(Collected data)

>>>>>

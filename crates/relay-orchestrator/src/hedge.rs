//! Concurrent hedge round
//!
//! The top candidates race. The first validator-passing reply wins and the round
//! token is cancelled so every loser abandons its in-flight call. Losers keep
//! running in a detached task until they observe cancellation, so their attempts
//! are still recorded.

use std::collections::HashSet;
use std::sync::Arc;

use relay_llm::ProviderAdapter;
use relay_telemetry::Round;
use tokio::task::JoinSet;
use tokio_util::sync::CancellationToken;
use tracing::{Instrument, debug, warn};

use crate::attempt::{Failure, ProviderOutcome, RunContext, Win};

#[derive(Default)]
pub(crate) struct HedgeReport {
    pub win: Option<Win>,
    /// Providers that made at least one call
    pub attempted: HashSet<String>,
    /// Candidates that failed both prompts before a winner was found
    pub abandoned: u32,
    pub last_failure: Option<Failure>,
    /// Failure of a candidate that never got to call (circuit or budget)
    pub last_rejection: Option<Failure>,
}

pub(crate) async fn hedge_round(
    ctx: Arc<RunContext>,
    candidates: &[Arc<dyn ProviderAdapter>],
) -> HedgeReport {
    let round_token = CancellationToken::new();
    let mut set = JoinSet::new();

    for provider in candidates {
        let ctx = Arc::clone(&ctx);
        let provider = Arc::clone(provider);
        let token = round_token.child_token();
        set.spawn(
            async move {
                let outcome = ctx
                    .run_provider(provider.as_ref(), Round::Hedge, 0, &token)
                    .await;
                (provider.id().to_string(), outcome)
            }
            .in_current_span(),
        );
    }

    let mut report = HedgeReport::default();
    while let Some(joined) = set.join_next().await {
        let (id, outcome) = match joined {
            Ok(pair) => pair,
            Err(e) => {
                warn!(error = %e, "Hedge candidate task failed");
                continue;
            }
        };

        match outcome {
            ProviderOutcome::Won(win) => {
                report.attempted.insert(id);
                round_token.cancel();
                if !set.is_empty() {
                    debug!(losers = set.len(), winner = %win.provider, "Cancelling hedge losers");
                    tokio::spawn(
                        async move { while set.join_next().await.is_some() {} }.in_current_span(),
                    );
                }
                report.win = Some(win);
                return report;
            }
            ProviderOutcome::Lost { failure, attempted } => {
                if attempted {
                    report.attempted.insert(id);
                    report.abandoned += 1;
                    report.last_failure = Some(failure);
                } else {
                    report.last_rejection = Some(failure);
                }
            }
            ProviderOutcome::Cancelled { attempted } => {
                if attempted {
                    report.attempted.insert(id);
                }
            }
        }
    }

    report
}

<<<<<
>>>>>

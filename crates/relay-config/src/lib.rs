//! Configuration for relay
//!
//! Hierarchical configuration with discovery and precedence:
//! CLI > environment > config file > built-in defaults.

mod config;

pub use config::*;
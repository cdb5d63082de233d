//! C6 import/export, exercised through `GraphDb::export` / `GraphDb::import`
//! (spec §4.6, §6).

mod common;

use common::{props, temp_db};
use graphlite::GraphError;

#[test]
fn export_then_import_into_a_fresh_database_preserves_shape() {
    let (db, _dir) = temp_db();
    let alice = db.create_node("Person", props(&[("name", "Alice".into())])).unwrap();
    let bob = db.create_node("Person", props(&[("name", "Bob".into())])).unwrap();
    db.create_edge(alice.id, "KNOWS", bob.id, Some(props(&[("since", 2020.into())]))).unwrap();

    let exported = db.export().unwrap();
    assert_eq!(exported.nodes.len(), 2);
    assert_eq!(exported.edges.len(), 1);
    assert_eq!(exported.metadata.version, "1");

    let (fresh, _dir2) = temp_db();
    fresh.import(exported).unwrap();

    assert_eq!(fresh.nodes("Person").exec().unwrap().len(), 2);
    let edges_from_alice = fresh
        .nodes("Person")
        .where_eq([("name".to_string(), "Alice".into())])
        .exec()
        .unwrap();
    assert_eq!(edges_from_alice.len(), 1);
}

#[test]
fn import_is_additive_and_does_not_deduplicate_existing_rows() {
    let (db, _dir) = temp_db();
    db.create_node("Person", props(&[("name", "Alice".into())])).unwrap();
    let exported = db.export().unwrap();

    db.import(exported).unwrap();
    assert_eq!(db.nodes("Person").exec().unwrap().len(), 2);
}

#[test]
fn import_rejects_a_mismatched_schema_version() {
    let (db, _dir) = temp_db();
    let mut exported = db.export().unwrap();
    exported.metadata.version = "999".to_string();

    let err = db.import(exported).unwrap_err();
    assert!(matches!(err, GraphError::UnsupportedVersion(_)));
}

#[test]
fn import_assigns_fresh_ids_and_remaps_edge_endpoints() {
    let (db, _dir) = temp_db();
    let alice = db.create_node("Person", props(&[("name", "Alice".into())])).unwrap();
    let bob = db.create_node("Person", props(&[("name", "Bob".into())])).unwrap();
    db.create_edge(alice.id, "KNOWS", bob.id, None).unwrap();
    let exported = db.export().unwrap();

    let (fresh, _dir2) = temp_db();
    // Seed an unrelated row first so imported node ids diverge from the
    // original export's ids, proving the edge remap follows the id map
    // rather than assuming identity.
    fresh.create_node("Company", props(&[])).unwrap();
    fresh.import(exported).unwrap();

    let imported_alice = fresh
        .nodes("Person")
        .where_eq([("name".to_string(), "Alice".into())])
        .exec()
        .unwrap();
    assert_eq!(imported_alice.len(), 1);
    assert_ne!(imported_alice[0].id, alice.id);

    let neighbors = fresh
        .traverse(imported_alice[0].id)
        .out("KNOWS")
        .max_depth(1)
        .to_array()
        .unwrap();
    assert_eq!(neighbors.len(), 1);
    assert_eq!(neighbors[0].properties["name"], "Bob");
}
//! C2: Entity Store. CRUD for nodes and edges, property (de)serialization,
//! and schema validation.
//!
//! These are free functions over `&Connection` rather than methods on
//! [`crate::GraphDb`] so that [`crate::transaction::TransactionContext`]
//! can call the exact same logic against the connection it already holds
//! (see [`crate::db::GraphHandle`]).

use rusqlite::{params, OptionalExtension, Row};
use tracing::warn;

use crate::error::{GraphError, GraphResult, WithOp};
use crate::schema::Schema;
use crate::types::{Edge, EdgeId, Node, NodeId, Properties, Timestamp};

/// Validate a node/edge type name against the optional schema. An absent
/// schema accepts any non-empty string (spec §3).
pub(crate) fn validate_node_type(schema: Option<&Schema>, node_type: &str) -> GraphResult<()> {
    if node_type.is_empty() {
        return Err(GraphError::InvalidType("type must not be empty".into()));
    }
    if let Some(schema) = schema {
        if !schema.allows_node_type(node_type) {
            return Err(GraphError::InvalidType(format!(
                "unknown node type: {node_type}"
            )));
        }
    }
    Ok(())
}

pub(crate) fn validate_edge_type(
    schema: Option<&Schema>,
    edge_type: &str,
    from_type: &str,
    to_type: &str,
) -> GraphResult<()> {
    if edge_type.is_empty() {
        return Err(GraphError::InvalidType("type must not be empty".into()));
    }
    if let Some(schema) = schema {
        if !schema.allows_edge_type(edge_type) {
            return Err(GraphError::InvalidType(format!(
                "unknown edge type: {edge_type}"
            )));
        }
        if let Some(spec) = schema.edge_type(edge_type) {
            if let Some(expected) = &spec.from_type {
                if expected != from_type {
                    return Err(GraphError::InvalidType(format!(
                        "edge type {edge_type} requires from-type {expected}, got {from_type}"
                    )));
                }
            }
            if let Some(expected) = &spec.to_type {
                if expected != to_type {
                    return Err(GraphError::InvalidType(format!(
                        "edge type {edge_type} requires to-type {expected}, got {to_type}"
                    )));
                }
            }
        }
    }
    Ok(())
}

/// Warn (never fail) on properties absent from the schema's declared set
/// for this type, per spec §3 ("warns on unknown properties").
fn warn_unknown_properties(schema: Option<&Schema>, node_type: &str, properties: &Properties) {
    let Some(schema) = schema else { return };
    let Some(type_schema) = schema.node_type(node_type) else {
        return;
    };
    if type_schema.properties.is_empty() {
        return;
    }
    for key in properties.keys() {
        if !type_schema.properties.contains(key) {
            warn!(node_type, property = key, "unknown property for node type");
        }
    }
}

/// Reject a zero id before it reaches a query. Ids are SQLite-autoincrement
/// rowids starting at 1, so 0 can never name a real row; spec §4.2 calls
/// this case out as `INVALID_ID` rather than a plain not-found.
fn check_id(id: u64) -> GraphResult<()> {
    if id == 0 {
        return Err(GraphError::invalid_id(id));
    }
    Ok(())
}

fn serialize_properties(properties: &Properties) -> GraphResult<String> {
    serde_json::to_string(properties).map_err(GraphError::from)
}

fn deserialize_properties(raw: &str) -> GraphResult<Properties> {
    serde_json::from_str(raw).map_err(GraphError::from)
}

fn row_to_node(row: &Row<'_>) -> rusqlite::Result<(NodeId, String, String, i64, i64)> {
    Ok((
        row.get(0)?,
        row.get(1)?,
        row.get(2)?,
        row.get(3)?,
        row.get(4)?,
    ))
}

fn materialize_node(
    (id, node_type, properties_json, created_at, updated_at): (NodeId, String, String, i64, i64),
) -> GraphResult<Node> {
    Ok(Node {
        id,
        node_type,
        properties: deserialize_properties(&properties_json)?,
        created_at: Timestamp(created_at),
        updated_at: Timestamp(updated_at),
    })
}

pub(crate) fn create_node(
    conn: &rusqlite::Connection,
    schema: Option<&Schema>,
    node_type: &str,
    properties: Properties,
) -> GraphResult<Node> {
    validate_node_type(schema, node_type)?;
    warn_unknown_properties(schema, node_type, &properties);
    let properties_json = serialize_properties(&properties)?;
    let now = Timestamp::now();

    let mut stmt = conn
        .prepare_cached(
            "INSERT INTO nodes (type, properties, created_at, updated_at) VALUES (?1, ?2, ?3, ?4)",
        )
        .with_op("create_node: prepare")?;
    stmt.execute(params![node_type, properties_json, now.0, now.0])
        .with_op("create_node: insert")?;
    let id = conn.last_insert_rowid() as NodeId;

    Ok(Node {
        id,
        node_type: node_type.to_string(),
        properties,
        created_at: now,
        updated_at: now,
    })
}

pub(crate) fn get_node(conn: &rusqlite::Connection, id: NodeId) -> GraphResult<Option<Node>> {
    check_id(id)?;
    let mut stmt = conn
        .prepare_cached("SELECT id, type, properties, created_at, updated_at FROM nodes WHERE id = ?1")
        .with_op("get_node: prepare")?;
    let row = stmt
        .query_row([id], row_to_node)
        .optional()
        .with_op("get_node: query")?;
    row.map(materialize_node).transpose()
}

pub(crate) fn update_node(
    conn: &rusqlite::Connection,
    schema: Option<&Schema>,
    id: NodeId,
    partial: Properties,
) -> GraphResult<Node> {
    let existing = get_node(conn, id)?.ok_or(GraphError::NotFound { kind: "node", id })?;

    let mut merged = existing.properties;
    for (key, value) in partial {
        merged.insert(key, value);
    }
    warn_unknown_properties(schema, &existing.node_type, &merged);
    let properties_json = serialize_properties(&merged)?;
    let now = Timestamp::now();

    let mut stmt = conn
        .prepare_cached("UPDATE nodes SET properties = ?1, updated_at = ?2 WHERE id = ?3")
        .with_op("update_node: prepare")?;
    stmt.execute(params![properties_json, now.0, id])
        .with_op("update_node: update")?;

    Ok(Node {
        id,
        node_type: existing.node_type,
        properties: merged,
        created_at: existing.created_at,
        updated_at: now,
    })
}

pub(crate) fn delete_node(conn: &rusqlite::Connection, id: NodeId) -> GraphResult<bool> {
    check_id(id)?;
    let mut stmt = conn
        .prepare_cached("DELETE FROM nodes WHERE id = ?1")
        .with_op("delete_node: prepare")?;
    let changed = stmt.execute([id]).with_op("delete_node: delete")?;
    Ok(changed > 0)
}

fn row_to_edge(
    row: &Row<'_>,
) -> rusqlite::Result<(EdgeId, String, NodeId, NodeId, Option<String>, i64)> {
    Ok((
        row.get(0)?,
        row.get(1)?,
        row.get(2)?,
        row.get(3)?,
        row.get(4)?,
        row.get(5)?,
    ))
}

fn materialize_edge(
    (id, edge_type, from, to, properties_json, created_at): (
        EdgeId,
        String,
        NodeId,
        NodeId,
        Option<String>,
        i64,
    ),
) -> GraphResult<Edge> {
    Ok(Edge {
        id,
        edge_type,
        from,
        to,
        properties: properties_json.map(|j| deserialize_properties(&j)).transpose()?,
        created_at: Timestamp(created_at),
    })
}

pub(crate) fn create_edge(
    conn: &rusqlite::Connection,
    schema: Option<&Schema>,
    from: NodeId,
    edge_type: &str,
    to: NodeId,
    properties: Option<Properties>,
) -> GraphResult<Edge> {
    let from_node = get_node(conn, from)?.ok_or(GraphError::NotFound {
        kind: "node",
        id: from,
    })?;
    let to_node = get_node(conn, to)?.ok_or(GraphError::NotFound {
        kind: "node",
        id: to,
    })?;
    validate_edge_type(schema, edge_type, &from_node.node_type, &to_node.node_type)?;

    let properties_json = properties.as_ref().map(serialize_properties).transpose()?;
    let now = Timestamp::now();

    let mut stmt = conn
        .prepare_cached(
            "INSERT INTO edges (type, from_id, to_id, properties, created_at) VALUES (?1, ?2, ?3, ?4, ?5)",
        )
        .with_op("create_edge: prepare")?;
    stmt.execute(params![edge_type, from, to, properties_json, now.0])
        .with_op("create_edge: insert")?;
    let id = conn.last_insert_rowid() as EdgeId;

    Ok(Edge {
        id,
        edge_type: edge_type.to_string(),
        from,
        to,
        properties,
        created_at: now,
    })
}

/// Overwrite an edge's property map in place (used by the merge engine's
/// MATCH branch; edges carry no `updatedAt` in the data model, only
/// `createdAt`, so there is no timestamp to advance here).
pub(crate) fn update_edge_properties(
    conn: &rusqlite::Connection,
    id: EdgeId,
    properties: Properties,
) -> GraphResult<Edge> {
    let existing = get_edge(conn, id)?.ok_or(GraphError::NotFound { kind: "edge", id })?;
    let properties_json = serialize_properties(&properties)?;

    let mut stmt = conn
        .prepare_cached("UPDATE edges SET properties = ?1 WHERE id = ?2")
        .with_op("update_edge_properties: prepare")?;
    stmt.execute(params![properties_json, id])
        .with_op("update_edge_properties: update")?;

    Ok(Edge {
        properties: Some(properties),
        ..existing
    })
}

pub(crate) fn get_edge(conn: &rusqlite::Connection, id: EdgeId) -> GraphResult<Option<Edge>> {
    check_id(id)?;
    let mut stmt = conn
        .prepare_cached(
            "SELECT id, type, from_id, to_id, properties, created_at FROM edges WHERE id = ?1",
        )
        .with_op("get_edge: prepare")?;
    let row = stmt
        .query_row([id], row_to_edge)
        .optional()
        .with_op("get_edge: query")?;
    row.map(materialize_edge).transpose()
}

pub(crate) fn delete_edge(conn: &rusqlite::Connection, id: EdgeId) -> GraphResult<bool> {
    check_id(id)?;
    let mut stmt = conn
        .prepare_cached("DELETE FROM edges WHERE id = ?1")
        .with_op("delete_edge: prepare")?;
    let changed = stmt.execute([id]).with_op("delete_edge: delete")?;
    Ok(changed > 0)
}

<<<<<

■ **Task**:
Each line above that includes "rusqlite" should be shown.

■ **Solution to this task**:
use rusqlite::{params, OptionalExtension, Row};
fn row_to_node(row: &Row<'_>) -> rusqlite::Result<(NodeId, String, String, i64, i64)> {
    conn: &rusqlite::Connection,
pub(crate) fn get_node(conn: &rusqlite::Connection, id: NodeId) -> GraphResult<Option<Node>> {
    conn: &rusqlite::Connection,
pub(crate) fn delete_node(conn: &rusqlite::Connection, id: NodeId) -> GraphResult<bool> {
) -> rusqlite::Result<(EdgeId, String, NodeId, NodeId, Option<String>, i64)> {
    conn: &rusqlite::Connection,
    conn: &rusqlite::Connection,
pub(crate) fn get_edge(conn: &rusqlite::Connection, id: EdgeId) -> GraphResult<Option<Edge>> {
pub(crate) fn delete_edge(conn: &rusqlite::Connection, id: EdgeId) -> GraphResult<bool> {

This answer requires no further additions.